En fin, en mi caso, no queda ahí la cosa aunque he mejorado muchísimo desde que tomo la medicación. Por cierto, tuve que dejar TODA la medicación de herboristería porque alguna daña el hígado, como por ejemplo, una simple valeriana. Esto está poniendo en tela de juicio muchas creencias arraigadas: lo “natural” no siempre es inocuo, saludable ni la mejor de las opciones.
Pero aún así mi hígado sigue inflamado, sigue en pie de guerra, parece que aún no estoy haciendo todos los cambios que tengo que hacer para conformarlo, aún no dí el zapatazo bastante fuerte en el suelo, aún no dije ¡BASTA! lo suficientemente fuerte.
BIOPSIA
El otro día me hicieron una biopsia porque tras las analíticas, el TAC, la resonancia y el fibroscan (una especie de ecografía con golpecitos que mide por ultrasonido la dureza del hígado), no ven exactamente qué le pasa al jamón (según Goyo Jiménez) que tengo entre las costillas.
Aún no tengo el resultado de la prueba, pero parece probable que tenga que tomar corticoides un tiempo para que por fin vuelva todo a su ser. ¿Volverá a ser igual alguna vez?
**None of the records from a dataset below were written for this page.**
//! End-to-end core pipeline: variance series -> signals -> simulation.

use chrono::NaiveDate;
use varlab_core::domain::{SignalAction, VarianceObservation, VarianceSeries};
use varlab_core::engine::{simulate, SimulatorConfig};
use varlab_core::signals::{generate_signals, SignalConfig, Smoothing};

fn make_series(values: &[f64]) -> VarianceSeries {
    let base = NaiveDate::from_ymd_opt(2022, 6, 1).unwrap();
    let obs = values
        .iter()
        .enumerate()
        .map(|(i, &v)| VarianceObservation {
            date: base + chrono::Duration::days(i as i64),
            expiry: NaiveDate::from_ymd_opt(2022, 12, 30).unwrap(),
            time_to_expiry_years: 0.5,
            implied_variance: v,
            n_options: 30,
        })
        .collect();
    VarianceSeries::from_observations(obs).unwrap()
}

/// A variance spike gets sold short and the reversion is captured: the
/// short enters on the spike's band cross, fills on the next available
/// observation, exits once variance reverts through the centre, and the
/// realized PnL is positive.
#[test]
fn spike_reversion_round_trip_is_profitable() {
    let series = make_series(&[0.04, 0.041, 0.039, 0.10, 0.042, 0.041]);
    let signal_config = SignalConfig {
        smoothing: Smoothing::Span { span: 3 },
        lookback: 3,
        band_multiplier: 2.0,
        vol_of_var_span: 5,
        vol_of_var_limit: None,
    };

    let signals = generate_signals(&series, &signal_config);
    assert_eq!(signals[3].action, SignalAction::EnterShort);
    assert_eq!(signals[4].action, SignalAction::Exit);

    let calendar = series.dates();
    let result = simulate(&calendar, &series, &signals, &SimulatorConfig::default()).unwrap();

    assert_eq!(result.trades.len(), 1);
    let trade = &result.trades[0];
    // Short fills at the post-spike 0.042, exits at 0.041.
    assert!((trade.entry_variance_price - 0.042).abs() < 1e-12);
    assert!((trade.exit_variance_price.unwrap() - 0.041).abs() < 1e-12);
    assert!(trade.realized_pnl().unwrap() > 0.0);
    assert!(result.ledger.final_nav().unwrap() > 1.0);
}

/// Signals computed on a prefix match the prefix of signals computed on
/// the full series: no statistic leaks information from the future.
#[test]
fn signals_do_not_depend_on_future_observations() {
    let values = [0.04, 0.041, 0.039, 0.10, 0.042, 0.041, 0.05, 0.03, 0.06, 0.045];
    let config = SignalConfig {
        smoothing: Smoothing::Span { span: 4 },
        lookback: 3,
        band_multiplier: 1.5,
        vol_of_var_span: 5,
        vol_of_var_limit: None,
    };

    let full = generate_signals(&make_series(&values), &config);
    for cut in config.lookback + 1..values.len() {
        let prefix = generate_signals(&make_series(&values[..cut]), &config);
        for (a, b) in prefix.iter().zip(&full[..cut]) {
            assert_eq!(a.action, b.action, "divergence at {} with cut {}", a.date, cut);
        }
    }
}

/// The whole pipeline is deterministic end to end.
#[test]
fn pipeline_is_reproducible() {
    let series = make_series(&[0.04, 0.041, 0.039, 0.10, 0.042, 0.041, 0.05, 0.03]);
    let signal_config = SignalConfig::default();
    let sim_config = SimulatorConfig::default();
    let calendar = series.dates();

    let run = || {
        let signals = generate_signals(&series, &signal_config);
        let result = simulate(&calendar, &series, &signals, &sim_config).unwrap();
        serde_json::to_string(&result.ledger.points()).unwrap()
    };
    assert_eq!(run(), run());
}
El hígado, que se puede regenerar ¿podrá hacerlo en mi caso, o será demasiado tarde?
Espero que una nueva medicación (ooootra más!) me ayudará a dejar atrás la falta de energía, la apatía, las dificultades mentales y otros pequeños lastres que arrastro todavía.
Al mismo tiempo sigo trabajando con frustraciones tan antiguas que ni recuerdo. Con la ayuda del cirujano experto (mi sicólogo) las revivo, las sufro, las lloro, las libero, y espero que con las lágrimas corra también libre la bilis por los microconductos de mi maltrecho hígado.
¿Y qué es antes el huevo o la gallina? ¿La depresión es la causa o la consecuencia? El hígado enfermo produce debilidad, apatía, confusión, tristeza.. lo mismo que la depresión. Seguramente la ansiedad sostenida de estos últimos años han derribado la última barrera de protección de uno de los puntos flacos de mi cuerpo y de todo mi linaje paterno, por cierto.
En este conflicto ambos salimos perdiendo y ganando. El proceso de enfermedad es también un proceso de aprendizaje. Yo le propongo a mi hígado querido responsabilizarme de mi curación (de mi vida) y asumo que contribuí a enfermarlo. A cambio el órgano espiritual por excelencia me da una tregua, tímidamente se va dejando cuidar, empieza a confiar y se deja alimentar poco a poco.
Nombramos de mutuo acuerdo a la conciencia como mediadora en el conflicto. A mí me puso la tarea de aceptar lo que soy, incluido mi hígado, perfecto tal y como está. Además, agradecerle todo lo que ha tenido que sufrir para que aprenda lo importante que es saber decir a veces un simple y rotundo NO!!.